*** Block opens ***

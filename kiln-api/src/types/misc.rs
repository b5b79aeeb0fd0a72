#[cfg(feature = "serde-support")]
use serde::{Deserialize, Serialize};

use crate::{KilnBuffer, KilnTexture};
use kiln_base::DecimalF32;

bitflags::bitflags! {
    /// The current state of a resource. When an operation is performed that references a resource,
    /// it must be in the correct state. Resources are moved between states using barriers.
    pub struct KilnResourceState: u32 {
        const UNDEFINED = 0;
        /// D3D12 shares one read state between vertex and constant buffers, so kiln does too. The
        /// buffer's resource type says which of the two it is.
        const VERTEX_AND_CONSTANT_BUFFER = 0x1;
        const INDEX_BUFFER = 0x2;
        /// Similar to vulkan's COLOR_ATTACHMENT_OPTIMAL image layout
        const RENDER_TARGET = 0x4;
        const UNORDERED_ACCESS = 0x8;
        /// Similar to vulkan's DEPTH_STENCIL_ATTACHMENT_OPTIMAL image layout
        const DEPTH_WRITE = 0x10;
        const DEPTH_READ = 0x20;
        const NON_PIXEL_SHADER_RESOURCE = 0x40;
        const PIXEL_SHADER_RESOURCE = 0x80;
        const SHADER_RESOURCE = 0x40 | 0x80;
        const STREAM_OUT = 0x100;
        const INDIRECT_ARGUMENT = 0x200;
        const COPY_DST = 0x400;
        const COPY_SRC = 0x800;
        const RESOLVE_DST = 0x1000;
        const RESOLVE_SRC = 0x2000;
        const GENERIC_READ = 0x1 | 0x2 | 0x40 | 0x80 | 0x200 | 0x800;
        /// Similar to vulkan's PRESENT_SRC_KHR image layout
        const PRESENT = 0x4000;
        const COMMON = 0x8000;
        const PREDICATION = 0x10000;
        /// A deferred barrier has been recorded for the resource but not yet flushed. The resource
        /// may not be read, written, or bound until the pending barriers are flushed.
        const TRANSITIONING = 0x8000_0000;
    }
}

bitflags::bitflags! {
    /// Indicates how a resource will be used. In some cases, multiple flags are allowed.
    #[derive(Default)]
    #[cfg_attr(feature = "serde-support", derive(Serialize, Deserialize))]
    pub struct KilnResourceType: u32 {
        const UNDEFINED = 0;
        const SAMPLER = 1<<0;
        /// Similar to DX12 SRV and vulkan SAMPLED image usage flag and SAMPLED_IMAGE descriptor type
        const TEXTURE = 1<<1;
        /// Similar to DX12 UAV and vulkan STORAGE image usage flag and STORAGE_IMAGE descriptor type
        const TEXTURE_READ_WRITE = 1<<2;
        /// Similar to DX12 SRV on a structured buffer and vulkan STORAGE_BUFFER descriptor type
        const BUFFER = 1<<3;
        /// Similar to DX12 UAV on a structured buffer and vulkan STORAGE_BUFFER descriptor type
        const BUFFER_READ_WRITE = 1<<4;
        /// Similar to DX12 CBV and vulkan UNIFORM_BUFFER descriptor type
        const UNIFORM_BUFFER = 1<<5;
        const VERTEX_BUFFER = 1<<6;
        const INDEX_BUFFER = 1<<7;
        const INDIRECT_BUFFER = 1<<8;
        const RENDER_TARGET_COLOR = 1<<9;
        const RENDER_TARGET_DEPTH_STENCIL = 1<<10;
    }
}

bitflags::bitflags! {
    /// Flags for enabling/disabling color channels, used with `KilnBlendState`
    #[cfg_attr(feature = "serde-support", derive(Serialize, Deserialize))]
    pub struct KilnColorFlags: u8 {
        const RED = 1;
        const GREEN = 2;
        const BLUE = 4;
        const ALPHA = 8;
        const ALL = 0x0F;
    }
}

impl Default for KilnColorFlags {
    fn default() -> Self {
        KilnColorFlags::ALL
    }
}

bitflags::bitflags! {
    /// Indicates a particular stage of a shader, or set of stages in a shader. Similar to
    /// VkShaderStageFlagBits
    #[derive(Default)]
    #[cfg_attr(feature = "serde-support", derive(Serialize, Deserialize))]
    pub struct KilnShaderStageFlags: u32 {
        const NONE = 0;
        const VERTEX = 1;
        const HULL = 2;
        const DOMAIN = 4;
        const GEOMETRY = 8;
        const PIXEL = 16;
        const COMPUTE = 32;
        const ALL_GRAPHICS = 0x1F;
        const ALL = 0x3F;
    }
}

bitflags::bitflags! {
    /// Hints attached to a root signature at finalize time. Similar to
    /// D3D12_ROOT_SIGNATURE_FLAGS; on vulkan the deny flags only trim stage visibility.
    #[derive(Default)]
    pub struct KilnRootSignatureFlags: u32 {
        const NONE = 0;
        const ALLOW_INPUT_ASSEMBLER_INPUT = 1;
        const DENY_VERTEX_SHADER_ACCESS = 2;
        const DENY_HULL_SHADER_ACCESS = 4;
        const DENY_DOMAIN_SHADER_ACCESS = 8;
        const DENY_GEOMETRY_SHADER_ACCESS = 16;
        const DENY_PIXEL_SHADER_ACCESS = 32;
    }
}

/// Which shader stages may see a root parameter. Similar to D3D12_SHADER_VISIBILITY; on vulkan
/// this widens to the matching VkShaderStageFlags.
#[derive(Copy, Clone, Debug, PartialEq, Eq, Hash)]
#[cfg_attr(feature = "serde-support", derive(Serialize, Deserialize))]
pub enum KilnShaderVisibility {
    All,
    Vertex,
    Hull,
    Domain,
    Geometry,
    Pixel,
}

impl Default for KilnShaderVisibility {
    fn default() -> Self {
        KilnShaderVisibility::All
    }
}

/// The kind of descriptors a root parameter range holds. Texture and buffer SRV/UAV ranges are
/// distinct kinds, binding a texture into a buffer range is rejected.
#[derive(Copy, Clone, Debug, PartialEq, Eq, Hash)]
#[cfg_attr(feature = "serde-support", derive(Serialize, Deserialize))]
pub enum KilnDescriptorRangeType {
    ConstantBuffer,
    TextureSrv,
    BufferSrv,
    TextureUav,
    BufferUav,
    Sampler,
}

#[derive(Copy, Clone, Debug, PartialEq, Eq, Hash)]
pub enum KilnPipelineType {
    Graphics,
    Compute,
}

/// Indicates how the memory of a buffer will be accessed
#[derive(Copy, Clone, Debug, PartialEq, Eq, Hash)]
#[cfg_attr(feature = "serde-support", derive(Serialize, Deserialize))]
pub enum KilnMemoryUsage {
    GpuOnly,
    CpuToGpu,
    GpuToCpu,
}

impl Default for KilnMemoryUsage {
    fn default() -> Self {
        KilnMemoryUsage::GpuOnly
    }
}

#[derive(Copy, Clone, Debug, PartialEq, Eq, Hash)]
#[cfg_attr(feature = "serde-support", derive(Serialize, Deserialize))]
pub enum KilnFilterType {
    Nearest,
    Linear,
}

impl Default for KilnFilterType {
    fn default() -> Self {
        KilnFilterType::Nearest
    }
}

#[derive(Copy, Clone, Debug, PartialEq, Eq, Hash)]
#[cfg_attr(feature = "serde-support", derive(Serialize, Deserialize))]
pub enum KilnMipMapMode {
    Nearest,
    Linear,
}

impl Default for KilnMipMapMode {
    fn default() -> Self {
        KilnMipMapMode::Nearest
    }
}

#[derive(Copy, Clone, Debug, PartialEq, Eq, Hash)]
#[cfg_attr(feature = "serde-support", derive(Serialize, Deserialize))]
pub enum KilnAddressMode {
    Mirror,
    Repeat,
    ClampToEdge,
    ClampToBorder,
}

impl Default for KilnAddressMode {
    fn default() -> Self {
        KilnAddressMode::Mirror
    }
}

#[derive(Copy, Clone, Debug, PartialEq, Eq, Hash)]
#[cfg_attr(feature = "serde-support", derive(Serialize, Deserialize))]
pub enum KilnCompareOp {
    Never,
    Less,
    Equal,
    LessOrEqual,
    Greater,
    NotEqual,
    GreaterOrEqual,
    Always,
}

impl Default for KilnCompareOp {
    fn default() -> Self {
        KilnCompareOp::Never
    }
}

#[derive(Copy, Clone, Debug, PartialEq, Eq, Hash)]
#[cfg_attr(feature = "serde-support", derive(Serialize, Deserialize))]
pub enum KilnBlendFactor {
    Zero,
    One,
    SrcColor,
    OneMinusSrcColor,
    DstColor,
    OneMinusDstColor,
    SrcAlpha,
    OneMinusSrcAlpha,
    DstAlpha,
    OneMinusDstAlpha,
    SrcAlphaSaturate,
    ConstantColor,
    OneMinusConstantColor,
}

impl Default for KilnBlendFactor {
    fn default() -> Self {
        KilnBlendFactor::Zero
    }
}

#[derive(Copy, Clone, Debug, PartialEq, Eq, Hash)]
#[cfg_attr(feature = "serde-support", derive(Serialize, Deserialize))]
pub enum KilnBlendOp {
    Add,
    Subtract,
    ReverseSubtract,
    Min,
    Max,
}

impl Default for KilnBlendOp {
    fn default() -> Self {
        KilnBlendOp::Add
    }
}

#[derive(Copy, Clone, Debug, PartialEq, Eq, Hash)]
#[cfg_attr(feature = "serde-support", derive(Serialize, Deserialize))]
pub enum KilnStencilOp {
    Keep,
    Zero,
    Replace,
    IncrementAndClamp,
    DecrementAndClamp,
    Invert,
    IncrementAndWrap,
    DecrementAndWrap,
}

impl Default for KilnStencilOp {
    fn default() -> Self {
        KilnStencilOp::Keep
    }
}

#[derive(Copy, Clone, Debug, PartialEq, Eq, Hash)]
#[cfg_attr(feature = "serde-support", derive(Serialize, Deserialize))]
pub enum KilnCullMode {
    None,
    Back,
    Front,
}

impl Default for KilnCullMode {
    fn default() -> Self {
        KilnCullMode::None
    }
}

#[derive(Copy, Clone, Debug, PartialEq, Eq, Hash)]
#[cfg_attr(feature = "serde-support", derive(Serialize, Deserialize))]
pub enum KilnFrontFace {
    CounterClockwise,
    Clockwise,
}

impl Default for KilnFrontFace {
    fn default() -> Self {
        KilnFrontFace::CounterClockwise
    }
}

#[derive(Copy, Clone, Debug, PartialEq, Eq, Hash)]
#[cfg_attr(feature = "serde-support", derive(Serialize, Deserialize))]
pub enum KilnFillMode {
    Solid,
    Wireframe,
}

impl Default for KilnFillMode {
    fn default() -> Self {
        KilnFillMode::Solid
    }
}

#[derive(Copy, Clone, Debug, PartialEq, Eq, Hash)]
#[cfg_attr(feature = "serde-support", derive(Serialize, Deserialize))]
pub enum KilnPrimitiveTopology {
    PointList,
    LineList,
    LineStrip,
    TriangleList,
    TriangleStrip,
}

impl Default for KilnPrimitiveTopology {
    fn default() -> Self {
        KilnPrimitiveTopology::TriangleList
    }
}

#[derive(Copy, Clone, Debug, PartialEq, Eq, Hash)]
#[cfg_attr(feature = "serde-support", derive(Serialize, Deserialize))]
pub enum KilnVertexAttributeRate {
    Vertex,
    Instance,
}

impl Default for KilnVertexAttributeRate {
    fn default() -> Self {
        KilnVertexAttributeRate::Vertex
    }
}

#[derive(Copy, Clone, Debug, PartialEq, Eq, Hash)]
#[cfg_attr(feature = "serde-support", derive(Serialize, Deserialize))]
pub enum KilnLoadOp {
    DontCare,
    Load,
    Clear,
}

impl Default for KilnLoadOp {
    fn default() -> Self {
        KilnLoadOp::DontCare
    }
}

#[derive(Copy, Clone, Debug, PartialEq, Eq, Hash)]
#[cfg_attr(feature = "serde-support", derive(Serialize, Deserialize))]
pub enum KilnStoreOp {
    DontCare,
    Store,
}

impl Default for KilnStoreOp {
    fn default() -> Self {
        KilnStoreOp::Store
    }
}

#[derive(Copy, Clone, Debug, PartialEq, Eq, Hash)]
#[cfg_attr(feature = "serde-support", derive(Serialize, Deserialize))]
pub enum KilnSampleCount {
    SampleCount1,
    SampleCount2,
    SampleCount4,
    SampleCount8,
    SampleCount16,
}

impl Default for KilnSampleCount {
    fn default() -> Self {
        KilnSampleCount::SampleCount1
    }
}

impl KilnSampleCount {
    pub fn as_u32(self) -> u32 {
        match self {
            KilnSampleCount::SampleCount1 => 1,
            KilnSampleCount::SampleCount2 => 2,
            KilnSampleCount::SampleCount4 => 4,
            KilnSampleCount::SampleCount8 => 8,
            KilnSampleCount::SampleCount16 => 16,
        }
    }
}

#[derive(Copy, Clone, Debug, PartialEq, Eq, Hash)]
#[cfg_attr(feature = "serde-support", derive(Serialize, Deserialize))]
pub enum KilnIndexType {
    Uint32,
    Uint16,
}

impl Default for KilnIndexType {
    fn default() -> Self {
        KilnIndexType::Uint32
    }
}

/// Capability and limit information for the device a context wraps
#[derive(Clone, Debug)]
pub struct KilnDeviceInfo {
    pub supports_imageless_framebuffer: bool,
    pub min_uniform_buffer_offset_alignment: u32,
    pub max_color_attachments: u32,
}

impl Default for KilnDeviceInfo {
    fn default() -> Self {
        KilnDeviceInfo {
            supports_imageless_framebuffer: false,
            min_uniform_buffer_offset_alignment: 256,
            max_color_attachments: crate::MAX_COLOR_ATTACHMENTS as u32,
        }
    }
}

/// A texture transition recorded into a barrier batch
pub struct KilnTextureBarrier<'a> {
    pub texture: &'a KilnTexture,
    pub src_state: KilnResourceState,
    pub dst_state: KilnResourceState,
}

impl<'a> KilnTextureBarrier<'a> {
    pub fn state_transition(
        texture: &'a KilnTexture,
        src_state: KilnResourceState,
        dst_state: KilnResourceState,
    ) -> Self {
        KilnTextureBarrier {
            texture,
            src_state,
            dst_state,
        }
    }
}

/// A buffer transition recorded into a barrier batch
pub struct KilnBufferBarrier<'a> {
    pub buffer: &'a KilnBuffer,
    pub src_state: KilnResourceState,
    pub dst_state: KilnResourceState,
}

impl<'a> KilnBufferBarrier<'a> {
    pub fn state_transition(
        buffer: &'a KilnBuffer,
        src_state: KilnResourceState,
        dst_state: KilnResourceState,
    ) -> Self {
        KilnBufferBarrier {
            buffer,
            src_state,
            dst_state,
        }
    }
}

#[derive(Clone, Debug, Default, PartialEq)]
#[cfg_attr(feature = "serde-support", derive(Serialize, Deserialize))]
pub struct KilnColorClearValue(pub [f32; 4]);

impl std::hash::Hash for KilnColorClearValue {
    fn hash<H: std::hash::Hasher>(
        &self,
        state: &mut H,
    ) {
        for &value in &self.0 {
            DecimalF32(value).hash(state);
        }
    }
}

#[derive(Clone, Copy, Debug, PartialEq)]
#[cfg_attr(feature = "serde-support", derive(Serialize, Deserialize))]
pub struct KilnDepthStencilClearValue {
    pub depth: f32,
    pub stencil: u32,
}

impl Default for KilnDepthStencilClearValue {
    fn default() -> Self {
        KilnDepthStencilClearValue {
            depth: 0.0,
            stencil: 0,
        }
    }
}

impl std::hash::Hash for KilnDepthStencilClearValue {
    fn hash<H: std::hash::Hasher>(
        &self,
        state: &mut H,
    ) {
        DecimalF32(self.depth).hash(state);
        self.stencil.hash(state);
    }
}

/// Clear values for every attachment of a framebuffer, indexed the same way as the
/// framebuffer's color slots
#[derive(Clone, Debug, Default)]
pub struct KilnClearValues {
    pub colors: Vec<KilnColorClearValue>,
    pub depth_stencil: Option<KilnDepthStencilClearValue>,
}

*** Block closes ***
*** Block opens ***

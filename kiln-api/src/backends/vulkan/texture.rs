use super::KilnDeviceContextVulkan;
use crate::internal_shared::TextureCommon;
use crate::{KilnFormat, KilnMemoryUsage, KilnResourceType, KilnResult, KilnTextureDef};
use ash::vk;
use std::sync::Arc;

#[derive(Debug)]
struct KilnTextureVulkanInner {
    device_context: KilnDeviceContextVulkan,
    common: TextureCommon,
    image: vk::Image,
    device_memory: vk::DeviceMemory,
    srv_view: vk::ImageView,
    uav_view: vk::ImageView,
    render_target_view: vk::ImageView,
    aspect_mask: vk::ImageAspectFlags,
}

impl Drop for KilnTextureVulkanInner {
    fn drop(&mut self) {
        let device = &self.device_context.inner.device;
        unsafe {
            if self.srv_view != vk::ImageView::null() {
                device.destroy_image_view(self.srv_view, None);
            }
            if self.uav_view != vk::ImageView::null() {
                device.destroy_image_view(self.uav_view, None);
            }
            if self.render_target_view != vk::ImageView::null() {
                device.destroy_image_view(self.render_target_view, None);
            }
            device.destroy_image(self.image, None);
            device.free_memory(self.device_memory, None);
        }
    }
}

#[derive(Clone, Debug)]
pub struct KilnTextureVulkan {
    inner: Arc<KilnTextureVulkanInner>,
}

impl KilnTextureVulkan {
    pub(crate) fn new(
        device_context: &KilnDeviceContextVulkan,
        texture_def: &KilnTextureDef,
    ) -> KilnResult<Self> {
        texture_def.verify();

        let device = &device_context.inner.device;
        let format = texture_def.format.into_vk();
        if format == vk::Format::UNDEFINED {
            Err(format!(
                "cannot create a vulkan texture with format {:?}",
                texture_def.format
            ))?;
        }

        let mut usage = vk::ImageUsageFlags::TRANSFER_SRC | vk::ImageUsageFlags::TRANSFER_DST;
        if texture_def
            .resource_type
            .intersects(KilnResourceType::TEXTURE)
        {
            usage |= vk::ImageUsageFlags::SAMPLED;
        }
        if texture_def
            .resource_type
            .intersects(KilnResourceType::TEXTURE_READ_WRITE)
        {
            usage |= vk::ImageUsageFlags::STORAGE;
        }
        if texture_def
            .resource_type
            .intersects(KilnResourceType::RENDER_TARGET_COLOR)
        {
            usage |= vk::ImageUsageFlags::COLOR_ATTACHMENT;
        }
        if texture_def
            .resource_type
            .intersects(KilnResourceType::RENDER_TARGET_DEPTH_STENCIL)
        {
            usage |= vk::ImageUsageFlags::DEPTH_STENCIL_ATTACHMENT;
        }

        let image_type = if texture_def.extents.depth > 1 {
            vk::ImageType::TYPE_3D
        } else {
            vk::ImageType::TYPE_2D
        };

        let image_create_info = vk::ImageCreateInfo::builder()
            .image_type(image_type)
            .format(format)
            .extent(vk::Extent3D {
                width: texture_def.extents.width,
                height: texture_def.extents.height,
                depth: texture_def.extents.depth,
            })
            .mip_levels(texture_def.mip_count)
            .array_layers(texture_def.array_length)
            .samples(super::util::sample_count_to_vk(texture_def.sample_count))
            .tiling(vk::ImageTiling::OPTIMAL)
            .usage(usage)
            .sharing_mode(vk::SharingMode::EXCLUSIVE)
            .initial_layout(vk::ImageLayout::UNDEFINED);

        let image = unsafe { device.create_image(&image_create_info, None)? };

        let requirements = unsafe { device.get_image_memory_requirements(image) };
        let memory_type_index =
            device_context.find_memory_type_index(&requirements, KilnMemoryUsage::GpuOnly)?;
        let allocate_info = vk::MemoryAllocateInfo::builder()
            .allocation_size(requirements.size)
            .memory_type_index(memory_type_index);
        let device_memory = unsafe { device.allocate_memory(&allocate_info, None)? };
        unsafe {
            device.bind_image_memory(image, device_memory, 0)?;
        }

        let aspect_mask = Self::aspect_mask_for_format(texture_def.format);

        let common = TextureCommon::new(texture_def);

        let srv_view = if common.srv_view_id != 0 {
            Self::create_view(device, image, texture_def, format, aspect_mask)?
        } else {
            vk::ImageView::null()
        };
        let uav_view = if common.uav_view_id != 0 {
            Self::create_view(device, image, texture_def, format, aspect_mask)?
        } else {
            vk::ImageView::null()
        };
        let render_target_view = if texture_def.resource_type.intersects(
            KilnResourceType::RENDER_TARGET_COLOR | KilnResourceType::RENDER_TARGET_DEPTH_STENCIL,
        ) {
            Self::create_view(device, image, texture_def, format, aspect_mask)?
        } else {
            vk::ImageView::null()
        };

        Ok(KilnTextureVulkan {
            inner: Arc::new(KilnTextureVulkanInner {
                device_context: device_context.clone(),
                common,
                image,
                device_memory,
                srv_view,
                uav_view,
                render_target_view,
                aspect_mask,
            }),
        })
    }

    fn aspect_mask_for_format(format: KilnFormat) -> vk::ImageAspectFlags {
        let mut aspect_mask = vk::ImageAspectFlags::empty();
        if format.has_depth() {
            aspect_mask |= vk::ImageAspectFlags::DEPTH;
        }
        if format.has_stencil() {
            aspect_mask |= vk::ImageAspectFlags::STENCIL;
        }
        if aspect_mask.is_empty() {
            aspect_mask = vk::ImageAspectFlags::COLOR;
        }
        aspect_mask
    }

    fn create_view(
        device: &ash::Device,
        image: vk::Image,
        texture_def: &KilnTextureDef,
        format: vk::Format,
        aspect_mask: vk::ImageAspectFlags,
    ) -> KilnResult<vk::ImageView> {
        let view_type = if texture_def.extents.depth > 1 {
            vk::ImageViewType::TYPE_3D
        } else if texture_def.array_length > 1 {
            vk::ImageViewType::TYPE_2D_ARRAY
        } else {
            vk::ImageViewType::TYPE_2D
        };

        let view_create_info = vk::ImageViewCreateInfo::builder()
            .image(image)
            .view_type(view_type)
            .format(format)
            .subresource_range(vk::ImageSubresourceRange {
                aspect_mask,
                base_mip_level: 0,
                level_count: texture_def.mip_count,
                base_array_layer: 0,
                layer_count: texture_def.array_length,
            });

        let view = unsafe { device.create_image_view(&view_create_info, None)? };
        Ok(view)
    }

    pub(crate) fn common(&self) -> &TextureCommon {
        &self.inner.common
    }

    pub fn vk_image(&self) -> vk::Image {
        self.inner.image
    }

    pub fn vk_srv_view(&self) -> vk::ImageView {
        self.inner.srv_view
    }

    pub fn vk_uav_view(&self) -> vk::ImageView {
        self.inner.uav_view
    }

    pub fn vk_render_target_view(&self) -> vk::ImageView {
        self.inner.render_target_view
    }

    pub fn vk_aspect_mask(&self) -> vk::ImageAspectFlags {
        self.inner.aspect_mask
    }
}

*** Block closes ***

- Exercise details -
Of all the entries above, output exactly the lines between the one holding "const RESOLVE_SRC = 0x2000;" and the one holding "const TEXTURE = 1<<1;", inclusive.

- Answer -
        const RESOLVE_SRC = 0x2000;
        const GENERIC_READ = 0x1 | 0x2 | 0x40 | 0x80 | 0x200 | 0x800;
        /// Similar to vulkan's PRESENT_SRC_KHR image layout
        const PRESENT = 0x4000;
        const COMMON = 0x8000;
        const PREDICATION = 0x10000;
        /// A deferred barrier has been recorded for the resource but not yet flushed. The resource
        /// may not be read, written, or bound until the pending barriers are flushed.
        const TRANSITIONING = 0x8000_0000;
    }
}

bitflags::bitflags! {
    /// Indicates how a resource will be used. In some cases, multiple flags are allowed.
    #[derive(Default)]
    #[cfg_attr(feature = "serde-support", derive(Serialize, Deserialize))]
    pub struct KilnResourceType: u32 {
        const UNDEFINED = 0;
        const SAMPLER = 1<<0;
        /// Similar to DX12 SRV and vulkan SAMPLED image usage flag and SAMPLED_IMAGE descriptor type
        const TEXTURE = 1<<1;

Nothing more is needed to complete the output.